New York state elections will take place this fall, giving residents the chance to cast a vote for federal representatives as well as candidates for state senate, assembly, governor and other statewide offices.

But some New Yorkers are indifferent about the upcoming election, saying they either don’t know who the candidates are or don’t follow local politics enough to care.

“I do not follow politics. I do not care about minor politicians. I only follow up on national elections,” said Jason, a security guard in the Bronx who declined to give his last name.

Apathy among New York City voters is nothing new: in 2014, just 25 percent of the city’s registered voters cast their ballots in the general election, according to an analysis by the New York City Campaign Finance Board.

About 60 percent of the city’s active registered voters turned up to vote in 2016, the agency found, a number likely buoyed by that year’s presidential race.

Some New Yorkers said they don’t plan to vote this year because they’re disillusioned with the political process, or because they feel let down by their current legislators.

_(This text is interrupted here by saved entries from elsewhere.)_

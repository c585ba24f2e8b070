//! Address resolver front-end (component G).
//!
//! Turns a bind hint or peer address into the ordered sequence of candidate
//! `SocketAddr`s the connect/bind/listen loops try in turn. This wraps
//! [`std::net::ToSocketAddrs`], which already implements exactly the
//! contract spec.md describes for the external resolver: given a numeric
//! host and port (or a hostname), yield zero or more candidate addresses in
//! order.

use std::io;
use std::net::{SocketAddr, ToSocketAddrs};

use crate::error;

/// Resolve `addr` into an ordered, materialized list of candidates. An
/// empty result (a resolver that yields nothing) is turned into
/// [`error::address_not_available`], matching spec.md's "resolution
/// produced no candidates" failure mode.
pub(crate) fn candidates<A: ToSocketAddrs>(addr: A) -> io::Result<Vec<SocketAddr>> {
    let addrs: Vec<SocketAddr> = addr.to_socket_addrs()?.collect();
    if addrs.is_empty() {
        Err(error::address_not_available())
    } else {
        Ok(addrs)
    }
}

/// Candidates for an absent local bind hint ("any"): the wildcard address
/// for both address families, so a listener not pinned to a family can
/// still be created on whichever family the kernel supports first.
pub(crate) fn wildcard_candidates(port: u16) -> Vec<SocketAddr> {
    vec![
        SocketAddr::new(std::net::Ipv4Addr::UNSPECIFIED.into(), port),
        SocketAddr::new(std::net::Ipv6Addr::UNSPECIFIED.into(), port),
    ]
}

“I’m not voting and I don’t want to know the candidates,” said Stephen Butler, who spoke to City Limits as he walked near the 225th Street subway station in the Bronx. “The only thing they want is to have their spot in office and after that they don’t do nothing.”

The results of the 2016 presidential election left him especially jaded, he added.

“I stopped voting since the day Trump won the election,” Butler said.

Others expressed similar feelings. Don, a Bronx resident who refused to share his last name, said he voted for Assemblyman Luis Sepulveda in the last state election but feels hesitant to support the candidate again in his current special election campaign for the state senate.

“How can you choose someone who left their place vacant in the first place?” he asked.

Some voters said that while they don’t necessarily follow local politics, they’ll vote anyway because they think it’s important.

“Someone has to, it’s our job,” said Ana Fernandez of the Bronx, who thinks there should be more outreach so people know who the leaders in their community are. “I don’t think people are as aware as they should be.”

Not everyone is impartial about their elected officials. Jose Santana, who lives the Pelham Parkway neighborhood of the Bronx, knows his current state senator — Jeff Klein of the 34th Senate District — and supports him.

“Jeff Klein always comes to the block parties to eat pizza and interacts with the neighborhood,” Santana said. “He has helped minorities a lot.”